Lorsqu'ils prendraient connaissance des festivités, parce qu'ils l'apprendraient tôt ou tard, elle serait punie au moins jusqu'à la fin des temps. Punie. Elle rit à cette pensée. Qui était encore puni à vingt ans ? Matthieu l'interrogea sur l'origine de son amusement, mais elle l'ignora encore, le laissant persévérer dans son argumentation. Du coin de l'œil, Katharina aperçut Chiara. Sans échanger un mot, elle comprit qu'elle la remerciait de son sacrifice.

Si seulement elle savait.


Caleb commençait fermement à s'ennuyer et s'apprêtait à partir. Il ne connaissait personne à part Katharina, ou plutôt il ne voulait apprendre à connaître personne. Il avait perdu Mandréline de vue quand son petit-ami l'avait vulgairement attrapée par les hanches. Jura continuait de le surveiller avec son insupportable sourire en coin. Quant à l'odeur, elle devenait absolument insoutenable.

Mais soudain, la fête se figea.

Au centre, deux personnes ivres se faisaient face, criant par-dessus la musique qui fut coupée une seconde plus tard. Katharina se fraya un chemin jusqu'à elles, exigeant qu'elles quittent sa maison. A peine eut-elle achevé sa phrase qu'un coup de poing non maîtrisé atterrit violemment sur son nez. Chiara enjamba une table et hurla à tous les invités que la fête était terminée.

La plupart des fêtards obéissant en protestant, Caleb parvint à se rapprocher des deux jeunes afin de les séparer. Il empoigna le premier, Jura le second. Ils échangèrent un regard électrique avant de les escorter jusqu'à la sortie.

Quand les deux étudiants eurent enfin décompensé, Caleb composa le numéro d'un taxi et Jura l'aida à les installer à l'arrière.

Mandréline déboula dehors, cherchant Caleb du regard. Elle l'avait vu attraper les deux trouble-fêtes et craignait que ça ne dégénère, ignorant si elle avait davantage peur pour Caleb ou pour les deux jeunes complètement saouls. Les portières claquées et le véhicule sur le départ, elle le trouva nez à nez avec celui qu'il avait soulevé du sol le jour de la rentrée. Persuadée qu'ils allaient encore en venir aux mains, elle s'élança vers eux, Luna — qui avait passé le reste de la soirée dans le jardin — sur ses pas.

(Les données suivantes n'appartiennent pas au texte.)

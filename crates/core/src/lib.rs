pub mod config;
pub mod converter;
pub mod error;
pub mod filter;
pub mod metrics;
pub mod options;
pub mod queue;
pub mod service;
pub mod storage;
pub mod task;
pub mod testing;
pub mod worker;

pub use config::{
    load_config, load_config_from_str, validate_config, Config, ConfigError, SanitizedConfig,
};
pub use error::ErrorCode;
pub use service::{ConversionService, ServiceError, TaskStatusView};
pub use task::{SqliteTaskStore, Task, TaskStatus, TaskStore};
pub use worker::{Supervisor, WorkerPool};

— Caleb ! s'écria-t-elle. Tu es là depuis longtemps ?

Les deux pivotèrent vers elle. Leurs yeux respectifs allant de la jeune fille à la chatte noire. Jura fronça les sourcils et partit sans un mot, sous le regard pesant que lui accorda Caleb avant de se retourner vers Mandréline avec une fossette.

— J'allais rentrer, dit-il. Salut, Luna, ajouta-t-il en accentuant une deuxième fossette.

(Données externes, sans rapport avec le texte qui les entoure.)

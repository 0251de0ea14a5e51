//! Request-side façade over the store, queue and object store.
//!
//! Everything a caller can ask for goes through [`ConversionService`]:
//! registering uploads, submitting conversions, and reading task status.
//! Submissions are validated as a whole before anything is written, so a
//! rejected request never leaves tasks behind.

mod error;
mod types;

pub use error::ServiceError;
pub use types::{
    result_file_name, BatchDownloadRequest, BatchStatusRequest, ConvertRequest,
    ConvertResponse, ResultLocation, TaskStatusView, UploadedFileView,
};

use std::collections::HashSet;
use std::path::Path;
use std::sync::Arc;

use chrono::Utc;
use tracing::{debug, info, warn};

use crate::config::{LimitViolation, LimitsConfig};
use crate::converter::Converter;
use crate::error::ErrorCode;
use crate::filter::build_filter_chain;
use crate::metrics;
use crate::options::{ConvertOptionsRequest, OptionDefaults};
use crate::queue::TaskQueue;
use crate::storage::{raw_key, ObjectStore};
use crate::task::{NewUploadedFile, Task, TaskStatus, TaskStore, UploadedFile};

pub struct ConversionService {
    limits: LimitsConfig,
    defaults: OptionDefaults,
    store: Arc<dyn TaskStore>,
    queue: Arc<dyn TaskQueue>,
    objects: Arc<dyn ObjectStore>,
    converter: Arc<dyn Converter>,
}

impl ConversionService {
    pub fn new(
        limits: LimitsConfig,
        defaults: OptionDefaults,
        store: Arc<dyn TaskStore>,
        queue: Arc<dyn TaskQueue>,
        objects: Arc<dyn ObjectStore>,
        converter: Arc<dyn Converter>,
    ) -> Self {
        Self {
            limits,
            defaults,
            store,
            queue,
            objects,
            converter,
        }
    }

    pub fn limits(&self) -> &LimitsConfig {
        &self.limits
    }

    /// Probes a received file and registers it.
    ///
    /// Container and size are checked before probing, so oversized or
    /// foreign files never reach the engine.
    pub async fn ingest(&self, name: &str, local_path: &Path) -> Result<UploadedFile, ServiceError> {
        let size_bytes = tokio::fs::metadata(local_path)
            .await
            .map_err(|e| ServiceError::InvalidRequest(format!("{}: {}", name, e)))?
            .len();
        self.limits
            .check_file(name, size_bytes, 0.0)
            .map_err(|e| rejected(e.into()))?;

        let info = self
            .converter
            .probe(local_path)
            .await
            .map_err(|e| rejected(ServiceError::Probe(e)))?;
        if !info.has_video() {
            return Err(rejected(ServiceError::Limit(LimitViolation {
                code: ErrorCode::UnsupportedFormat,
                message: format!("{}: no video stream", name),
            })));
        }

        self.register_upload(name, size_bytes, info.duration_secs, local_path)
            .await
    }

    /// Validates an upload, stores the raw object and records the file.
    pub async fn register_upload(
        &self,
        name: &str,
        size_bytes: u64,
        duration_secs: f64,
        local_path: &Path,
    ) -> Result<UploadedFile, ServiceError> {
        let extension = self
            .limits
            .check_file(name, size_bytes, duration_secs)
            .map_err(|e| rejected(e.into()))?;

        let id = uuid::Uuid::new_v4().to_string();
        let key = raw_key(&id, &extension, Utc::now());
        let stored = self.objects.put(&key, local_path).await?;

        let registered = self.store.register_file(NewUploadedFile {
            id: id.clone(),
            name: name.to_string(),
            size_bytes: stored.size_bytes,
            duration_secs,
            storage_key: key.clone(),
        });
        match registered {
            Ok(file) => {
                info!(file_id = %file.id, name = %name, size_bytes, duration_secs, "Upload registered");
                Ok(file)
            }
            Err(e) => {
                if let Err(cleanup) = self.objects.delete(&key).await {
                    warn!(key = %key, error = %cleanup, "Failed to remove orphaned upload");
                }
                Err(e.into())
            }
        }
    }

    /// Creates one task per file. All IDs are validated before any task is
    /// created.
    pub async fn convert(
        &self,
        file_ids: &[String],
        options: &ConvertOptionsRequest,
    ) -> Result<ConvertResponse, ServiceError> {
        let options = self.validate_convert(file_ids, options).map_err(rejected)?;
        let chain = build_filter_chain(&options);

        let tasks = self
            .store
            .create_batch(file_ids, &options, &chain)
            .map_err(|e| rejected(e.into()))?;
        metrics::TASKS_CREATED.inc_by(tasks.len() as u64);

        let mut task_ids = Vec::with_capacity(tasks.len());
        for task in tasks {
            // Tasks are durable; the supervisor's sweep re-enqueues a missed one.
            if let Err(e) = self.queue.enqueue(&task.id).await {
                warn!(task_id = %task.id, error = %e, "Failed to enqueue task");
            }
            debug!(task_id = %task.id, file_id = %task.file_id, "Task created");
            task_ids.push(task.id);
        }

        info!(tasks = task_ids.len(), filters = %chain.render(), "Conversion submitted");
        Ok(ConvertResponse { task_ids })
    }

    fn validate_convert(
        &self,
        file_ids: &[String],
        options: &ConvertOptionsRequest,
    ) -> Result<crate::options::ConvertOptions, ServiceError> {
        if file_ids.is_empty() {
            return Err(ServiceError::InvalidRequest(
                "files must contain at least one file id".to_string(),
            ));
        }
        if file_ids.len() > self.limits.max_files_per_batch {
            return Err(ServiceError::TooManyFiles {
                count: file_ids.len(),
                max: self.limits.max_files_per_batch,
            });
        }
        let mut seen = HashSet::with_capacity(file_ids.len());
        if let Some(dup) = file_ids.iter().find(|id| !seen.insert(id.as_str())) {
            return Err(ServiceError::InvalidRequest(format!(
                "file id {} appears more than once",
                dup
            )));
        }

        let options = options.resolve(&self.defaults)?;

        for file_id in file_ids {
            let file = self
                .store
                .get_file(file_id)?
                .ok_or_else(|| ServiceError::FileNotFound(file_id.clone()))?;
            self.limits
                .check_file(&file.name, file.size_bytes, file.duration_secs)?;
        }

        Ok(options)
    }

    pub fn status(&self, task_id: &str) -> Result<TaskStatusView, ServiceError> {
        let task = self.store.get(task_id)?;
        Ok(TaskStatusView::from(&task))
    }

    /// Views for the known IDs, in request order. Unknown IDs are skipped.
    pub fn batch_status(&self, task_ids: &[String]) -> Result<Vec<TaskStatusView>, ServiceError> {
        let tasks = self.store.list(task_ids)?;
        Ok(tasks.iter().map(TaskStatusView::from).collect())
    }

    pub fn result_location(&self, task_id: &str) -> Result<ResultLocation, ServiceError> {
        let task = self.store.get(task_id)?;
        self.location_of(task)
    }

    fn location_of(&self, task: Task) -> Result<ResultLocation, ServiceError> {
        match (task.status, task.result_key, task.result_url) {
            (TaskStatus::Success, Some(key), Some(url)) => {
                let file_name = match self.store.get_file(&task.file_id)? {
                    Some(file) => result_file_name(&file.name),
                    None => result_file_name(&task.id),
                };
                Ok(ResultLocation {
                    task_id: task.id,
                    key,
                    url,
                    file_name,
                })
            }
            (status, _, _) => Err(ServiceError::ResultNotReady {
                task_id: task.id,
                status,
            }),
        }
    }

    /// Reads the result object of a finished task.
    pub async fn read_result(&self, task_id: &str) -> Result<(ResultLocation, Vec<u8>), ServiceError> {
        let location = self.result_location(task_id)?;
        let bytes = self.objects.read(&location.key).await?;
        Ok((location, bytes))
    }

    /// Reads the results of the finished tasks among `task_ids`, in request
    /// order, for archiving.
    ///
    /// Unknown and unfinished tasks are skipped, as are results that can no
    /// longer be read. File names are made unique within the batch. Fails
    /// with NOT_FOUND when nothing is left.
    pub async fn read_results(
        &self,
        task_ids: &[String],
    ) -> Result<Vec<(ResultLocation, Vec<u8>)>, ServiceError> {
        if task_ids.is_empty() {
            return Err(rejected(ServiceError::InvalidRequest(
                "taskIds must contain at least one task id".to_string(),
            )));
        }
        if task_ids.len() > self.limits.max_files_per_batch {
            return Err(rejected(ServiceError::TooManyFiles {
                count: task_ids.len(),
                max: self.limits.max_files_per_batch,
            }));
        }

        let mut seen = HashSet::with_capacity(task_ids.len());
        let mut names = HashSet::with_capacity(task_ids.len());
        let mut results = Vec::new();
        for task in self.store.list(task_ids)? {
            if !seen.insert(task.id.clone()) {
                continue;
            }
            let Ok(mut location) = self.location_of(task) else {
                continue;
            };
            match self.objects.read(&location.key).await {
                Ok(bytes) => {
                    location.file_name = unique_name(&mut names, &location.file_name);
                    results.push((location, bytes));
                }
                Err(e) => {
                    warn!(task_id = %location.task_id, key = %location.key, error = %e, "Skipping unreadable result");
                }
            }
        }

        if results.is_empty() {
            return Err(ServiceError::NoResults {
                requested: task_ids.len(),
            });
        }
        debug!(requested = task_ids.len(), found = results.len(), "Results collected");
        Ok(results)
    }
}

/// Returns `name`, or `stem_N.ext` for the lowest free N from 2.
fn unique_name(taken: &mut HashSet<String>, name: &str) -> String {
    let mut candidate = name.to_string();
    let mut n = 2;
    while !taken.insert(candidate.clone()) {
        candidate = match name.rsplit_once('.') {
            Some((stem, ext)) => format!("{}_{}.{}", stem, n, ext),
            None => format!("{}_{}", name, n),
        };
        n += 1;
    }
    candidate
}

/// Counts a request rejected before any task was created.
fn rejected(error: ServiceError) -> ServiceError {
    metrics::REQUESTS_REJECTED
        .with_label_values(&[error.code().as_str()])
        .inc();
    debug!(code = %error.code(), error = %error, "Request rejected");
    error
}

La petite chatte avait compris qu'il ne leur voulait aucun mal. Il se demanda si Mandréline en serait capable, elle aussi.

— Je t'ai vu embarquer ces deux types, alors..., expliqua celle-ci.

Caleb attendit qu'elle finisse sa phrase, au lieu de quoi ses deux colocataires débarquèrent.

— Mandréline, tu viens ? demanda Olive avant de réaliser qu'elle conversait tranquillement avec Caleb Gayl.

— Bon, moi je dois y aller. A plus tard, fit-il.

— J'crois pas, non, dit Olive.

— Pardon ?

— La bourge a pété un plomb.

— Il faut aller l'aider, compléta Liam.

— Quoi ? répondirent en chœur Mandréline et Caleb.

Olive les mena à l'intérieur, où Katharina était effectivement remontée. Elle avait refourgué un balai à Matthieu au moment où, lui aussi, s'était apprêté à sortir, et verrouilla la porte derrière Mandréline et ses amis.

— Vous ne croyez tout de même pas que je vais ranger tout ça toute seule ? demanda-t-elle en désignant le capharnaüm autour d'eux.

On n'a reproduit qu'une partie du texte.